Verizon Ready for ūmi Mania
Based on employee testing of the ūmi this year over both FiOS and other broadband services, Verizon is convinced personal videoconferencing is ready to take off -- assuming that people are ready to pay for it, says John Broten, Verizon's director of consumer product development.
That's why Verizon will be reselling ūmi in early 2011, bundling its cost on Verizon bills and providing customer support, Broten says.
"This is an experience that I think is kind of revolutionary and different, as we move from PC Webcam-based stuff to bringing a differentiating experience to the best screen in the house -- the HD screen in the family room where the family already congregates," Broten says.
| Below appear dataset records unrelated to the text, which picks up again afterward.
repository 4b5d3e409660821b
pub(crate) mod app;
pub(crate) mod commands;
pub(crate) mod forms;
pub(crate) mod notice;
pub(crate) mod render;
pub(crate) mod screens;
pub(crate) mod theme;
pub(crate) mod util;
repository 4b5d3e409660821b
mod cli;
mod tui;

pub(crate) use cli::{as_cli, shellexpand};
pub(crate) use tui::as_tui;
Verizon believes it's a short step from getting the videoconferencing service to let kids talk to Grandma to commercial opportunities such as in-home communications with doctors, personal trainers, teachers, and more.
"What we have here is a solution that tomorrow a doctor or a personal trainer could put into their office or studio and begin to make it known that they have Cisco ūmi with Verizon telepresence service," Broten says. "Their customers might be interested in saving a trip to the gym or the tutor or the doctor. There are some low-hanging fruit that can be developed to get that B to C market going without having to build out an ecosystem."
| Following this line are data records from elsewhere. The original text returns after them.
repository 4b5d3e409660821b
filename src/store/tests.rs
#![allow(clippy::unwrap_used)]

use super::*;
use rust_decimal_macros::dec;

fn test_store() -> Store {
    Store::open_in_memory().unwrap()
}

fn test_user(store: &Store) -> i64 {
    store
        .insert_profile(&Profile::new("Test".into(), "test@example.com".into()))
        .unwrap()
}

fn txn(user_id: i64, desc: &str, amount: Decimal, kind: TransactionKind, date: &str) -> Transaction {
    Transaction {
        id: None,
        user_id,
        description: desc.into(),
        amount,
        category_id: None,
        kind,
        date: date.into(),
        created_at: String::from("2025-06-01T00:00:00Z"),
        category_name: None,
        category_color: None,
    }
}

#[test]
fn insert_and_fetch_transaction() {
    let store = test_store();
    let user = test_user(&store);
    let id = store
        .insert_transaction(&txn(
            user,
            "Coffee",
            dec!(4.50),
            TransactionKind::Expense,
            "2025-06-15",
        ))
        .unwrap();
    assert!(id > 0);

    let txns = store.get_transactions(user, None).unwrap();
    assert_eq!(txns.len(), 1);
    assert_eq!(txns[0].description, "Coffee");
    assert_eq!(txns[0].amount, dec!(4.50));
    assert!(txns[0].is_expense());
}

#[test]
fn transactions_ordered_newest_first() {
    let store = test_store();
    let user = test_user(&store);
    store
        .insert_transaction(&txn(user, "old", dec!(1), TransactionKind::Expense, "2025-05-01"))
        .unwrap();
    store
        .insert_transaction(&txn(user, "new", dec!(1), TransactionKind::Expense, "2025-06-20"))
        .unwrap();
    store
        .insert_transaction(&txn(user, "mid", dec!(1), TransactionKind::Expense, "2025-06-01"))
        .unwrap();

    let txns = store.get_transactions(user, None).unwrap();
    let order: Vec<&str> = txns.iter().map(|t| t.description.as_str()).collect();
    assert_eq!(order, vec!["new", "mid", "old"]);
}

#[test]
fn same_date_breaks_tie_on_created_at() {
    let store = test_store();
    let user = test_user(&store);
    let mut first = txn(user, "first", dec!(1), TransactionKind::Expense, "2025-06-15");
    first.created_at = "2025-06-15T08:00:00Z".into();
    let mut second = txn(user, "second", dec!(1), TransactionKind::Expense, "2025-06-15");
    second.created_at = "2025-06-15T12:00:00Z".into();
    store.insert_transaction(&first).unwrap();
    store.insert_transaction(&second).unwrap();

    let txns = store.get_transactions(user, None).unwrap();
    assert_eq!(txns[0].description, "second");
    assert_eq!(txns[1].description, "first");
}

#[test]
fn transactions_scoped_to_user() {
    let store = test_store();
    let alice = test_user(&store);
    let bob = store
        .insert_profile(&Profile::new("Bob".into(), "bob@example.com".into()))
        .unwrap();

    store
        .insert_transaction(&txn(alice, "hers", dec!(10), TransactionKind::Expense, "2025-06-01"))
        .unwrap();
    store
        .insert_transaction(&txn(bob, "his", dec!(20), TransactionKind::Expense, "2025-06-01"))
        .unwrap();

    let alice_txns = store.get_transactions(alice, None).unwrap();
    assert_eq!(alice_txns.len(), 1);
    assert_eq!(alice_txns[0].description, "hers");
    assert_eq!(store.get_transaction_count(bob).unwrap(), 1);
}

#[test]
fn search_filters_by_description() {
    let store = test_store();
    let user = test_user(&store);
    store
        .insert_transaction(&txn(user, "Grocery run", dec!(50), TransactionKind::Expense, "2025-06-01"))
        .unwrap();
    store
        .insert_transaction(&txn(user, "Gas station", dec!(30), TransactionKind::Expense, "2025-06-02"))
        .unwrap();

    let hits = store.get_transactions(user, Some("grocery")).unwrap();
    assert_eq!(hits.len(), 1);
    assert_eq!(hits[0].description, "Grocery run");

    let none = store.get_transactions(user, Some("restaurant")).unwrap();
    assert!(none.is_empty());
}

#[test]
fn delete_removes_exactly_one() {
    let store = test_store();
    let user = test_user(&store);
    let keep = store
        .insert_transaction(&txn(user, "keep", dec!(1), TransactionKind::Expense, "2025-06-01"))
        .unwrap();
    let gone = store
        .insert_transaction(&txn(user, "gone", dec!(2), TransactionKind::Expense, "2025-06-02"))
        .unwrap();

    store.delete_transaction(gone).unwrap();

    let txns = store.get_transactions(user, None).unwrap();
    assert_eq!(txns.len(), 1);
    assert_eq!(txns[0].id, Some(keep));
}

#[test]
fn transaction_joins_category_name_and_color() {
    let store = test_store();
    let user = test_user(&store);
    let cat_id = store
        .insert_category(&Category {
            id: None,
            user_id: user,
            name: "Food & Dining".into(),
            color: "#3b82f6".into(),
            icon: "utensils".into(),
        })
        .unwrap();

    let mut t = txn(user, "Lunch", dec!(12), TransactionKind::Expense, "2025-06-10");
    t.category_id = Some(cat_id);
    store.insert_transaction(&t).unwrap();

    let txns = store.get_transactions(user, None).unwrap();
    assert_eq!(txns[0].category_name.as_deref(), Some("Food & Dining"));
    assert_eq!(txns[0].category_color.as_deref(), Some("#3b82f6"));
}

#[test]
fn uncategorized_transaction_has_no_category_fields() {
    let store = test_store();
    let user = test_user(&store);
    store
        .insert_transaction(&txn(user, "Misc", dec!(5), TransactionKind::Expense, "2025-06-10"))
        .unwrap();

    let txns = store.get_transactions(user, None).unwrap();
    assert!(txns[0].category_name.is_none());
    assert!(txns[0].category_color.is_none());
}

#[test]
fn seed_default_categories_once() {
    let mut store = test_store();
    let user = test_user(&store);
    store.seed_default_categories(user).unwrap();
    let first = store.get_categories(user).unwrap();
    assert!(!first.is_empty());

    store.seed_default_categories(user).unwrap();
    let second = store.get_categories(user).unwrap();
    assert_eq!(first.len(), second.len());
}

#[test]
fn categories_ordered_by_name() {
    let store = test_store();
    let user = test_user(&store);
    for name in ["Zebra", "Apple", "Mango"] {
        store.insert_category(&Category::new(user, name.into())).unwrap();
    }
    let cats = store.get_categories(user).unwrap();
    let names: Vec<&str> = cats.iter().map(|c| c.name.as_str()).collect();
    assert_eq!(names, vec!["Apple", "Mango", "Zebra"]);
}

#[test]
fn active_profile_round_trip() {
    let store = test_store();
    let alice = test_user(&store);
    let bob = store
        .insert_profile(&Profile::new("Bob".into(), "bob@example.com".into()))
        .unwrap();

    assert!(store.get_active_profile().unwrap().is_none());

    store.set_active_profile(alice).unwrap();
    assert_eq!(store.get_active_profile().unwrap().unwrap().id, Some(alice));

    // activating another profile deactivates the first
    store.set_active_profile(bob).unwrap();
    assert_eq!(store.get_active_profile().unwrap().unwrap().id, Some(bob));

    store.clear_active_profile().unwrap();
    assert!(store.get_active_profile().unwrap().is_none());
}

#[test]
fn export_writes_signed_amounts() {
    let store = test_store();
    let user = test_user(&store);
    store
        .insert_transaction(&txn(user, "Salary", dec!(3000), TransactionKind::Income, "2025-06-01"))
        .unwrap();
    store
        .insert_transaction(&txn(user, "Rent", dec!(1200), TransactionKind::Expense, "2025-06-02"))
        .unwrap();

    let dir = tempfile::tempdir().unwrap();
    let path = dir.path().join("out.csv");
    let count = store
        .export_to_csv(path.to_str().unwrap(), user, None)
        .unwrap();
    assert_eq!(count, 2);

    let contents = std::fs::read_to_string(&path).unwrap();
    assert!(contents.contains("Salary"));
    assert!(contents.contains("-1200"));
    assert!(contents.contains("3000"));
}

#[test]
fn export_respects_month_filter() {
    let store = test_store();
    let user = test_user(&store);
    store
        .insert_transaction(&txn(user, "June", dec!(10), TransactionKind::Expense, "2025-06-15"))
        .unwrap();
    store
        .insert_transaction(&txn(user, "May", dec!(10), TransactionKind::Expense, "2025-05-15"))
        .unwrap();

    let dir = tempfile::tempdir().unwrap();
    let path = dir.path().join("june.csv");
    let count = store
        .export_to_csv(path.to_str().unwrap(), user, Some("2025-06"))
        .unwrap();
    assert_eq!(count, 1);
}
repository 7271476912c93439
//! Sparse chunk map and world-coordinate addressing.
#![forbid(unsafe_code)]

mod coords;
mod world;

pub use coords::{world_to_chunk_coord, world_to_local_coord};
pub use quarry_chunk::{CHUNK_SIZE, Chunk, ChunkCoord};
pub use world::{MAX_STREAM_RADIUS, UpdateReport, World};
use proptest::prelude::*;
use quarry_blocks::registry::UNKNOWN_NAME;
use quarry_blocks::{Block, BlockRegistry, BlockType, MAX_LIGHT};

#[test]
fn documented_builtin_properties() {
    let reg = BlockRegistry::builtin();
    assert!(!reg.is_solid(BlockType::AIR));
    assert!(!reg.is_solid(BlockType::WATER));
    assert!(reg.is_liquid(BlockType::WATER));
    assert!(reg.is_liquid(BlockType::LAVA));
    assert!(reg.is_solid(BlockType::STONE));
    assert!(!reg.is_transparent(BlockType::STONE));
}

#[test]
fn every_builtin_id_is_registered() {
    let reg = BlockRegistry::builtin();
    for raw in 0..=BlockType::LAST_BUILTIN.raw() {
        let ty = BlockType::new(raw);
        assert!(reg.is_registered(ty), "id {raw} missing");
        assert_ne!(reg.get_name(ty), UNKNOWN_NAME);
    }
    let ids: Vec<u16> = reg.iter().map(|(ty, _)| ty.raw()).collect();
    assert_eq!(ids, (0..=BlockType::LAST_BUILTIN.raw()).collect::<Vec<_>>());
}

proptest! {
    // Ids past the built-in range resolve to safe defaults without failing
    #[test]
    fn unknown_ids_get_safe_defaults(raw in (BlockType::LAST_BUILTIN.raw() + 1)..=u16::MAX) {
        let reg = BlockRegistry::builtin();
        let ty = BlockType::new(raw);
        prop_assert!(!reg.is_solid(ty));
        prop_assert!(!reg.is_liquid(ty));
        prop_assert!(!reg.is_transparent(ty));
        prop_assert_eq!(reg.get_name(ty), UNKNOWN_NAME);
        prop_assert_eq!(BlockType::from_raw(raw), BlockType::UNKNOWN);
    }

    // Liquids are never solid, and anything non-solid in the built-in table is see-through
    #[test]
    fn builtin_flags_are_consistent(raw in 0u16..=BlockType::LAST_BUILTIN.raw()) {
        let reg = BlockRegistry::builtin();
        let ty = BlockType::new(raw);
        if reg.is_liquid(ty) {
            prop_assert!(!reg.is_solid(ty));
        }
        if !reg.is_solid(ty) {
            prop_assert!(reg.is_transparent(ty));
        }
        prop_assert_eq!(BlockType::from_raw(raw), ty);
    }

    // Block equality ignores light and the light level never exceeds MAX_LIGHT
    #[test]
    fn block_light_is_transient(raw in any::<u16>(), meta in any::<u8>(), l1 in any::<u8>(), l2 in any::<u8>()) {
        let a = Block::with_metadata(BlockType::new(raw), meta).with_light(l1);
        let b = Block::with_metadata(BlockType::new(raw), meta).with_light(l2);
        prop_assert_eq!(a, b);
        prop_assert!(a.light_level() <= MAX_LIGHT);
        prop_assert_eq!(a.light_level(), l1.min(MAX_LIGHT));
    }

    // Block-level queries agree with type-level queries
    #[test]
    fn block_queries_delegate_to_type(raw in any::<u16>(), meta in any::<u8>()) {
        let reg = BlockRegistry::builtin();
        let b = Block::with_metadata(BlockType::new(raw), meta);
        prop_assert_eq!(reg.block_is_solid(b), reg.is_solid(b.ty));
        prop_assert_eq!(reg.block_is_liquid(b), reg.is_liquid(b.ty));
        prop_assert_eq!(reg.block_is_transparent(b), reg.is_transparent(b.ty));
        prop_assert_eq!(reg.block_name(b), reg.get_name(b.ty));
        prop_assert_eq!(b.is_solid(&reg), reg.is_solid(b.ty));
        prop_assert_eq!(b.is_transparent(&reg), reg.is_transparent(b.ty));
        prop_assert_eq!(b.name(&reg), reg.get_name(b.ty));
    }
}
Verizon is, of course, touting the fact that Cisco ūmi will work better on its FiOS service than on cable hybrid-fiber offerings or DSL, particularly because of the higher upstream bandwidth.
Broten says Verizon's field experience shows most consumers could install the ūmi out of the box in 15 to 20 minutes, although more complex installations might require a professional's touch.
Pricing is a sensitive issue and one Verizon is still discussing, he admits. As today's J.D. Powers 2010 TV Residential Service Survey shows, consumers are much more price-sensitive now, in part because of the economy's stubborn refusal to recover. (See AT&T, Verizon Top JD Power TV Ratings.)
"We are still looking at pricing," Broten says. "Any time you go to market with something that is new and different particularly in a time when disposable income is a little fragile, that is a challenge. But we think the time is right for this technology."
Broten noted that in his own family's experience, his wife quickly became very comfortable with video chatting while one of his employees found his young nieces and nephews much easier to talk with via video than over the phone. It's the kind of personal touch that he believes consumers will embrace if they give videoconferencing a chance.
That's why Verizon will likely be joining Cisco in some of its demos in the coming months, hoping to intrigue customers who will either add ūmi to their FiOS service or buy FiOS to get ūmi in all its glory.
One market Broten isn't touting is the telework universe. Teleworkers, he concedes, are more likely to huddle over their PCs than frolic in the family room.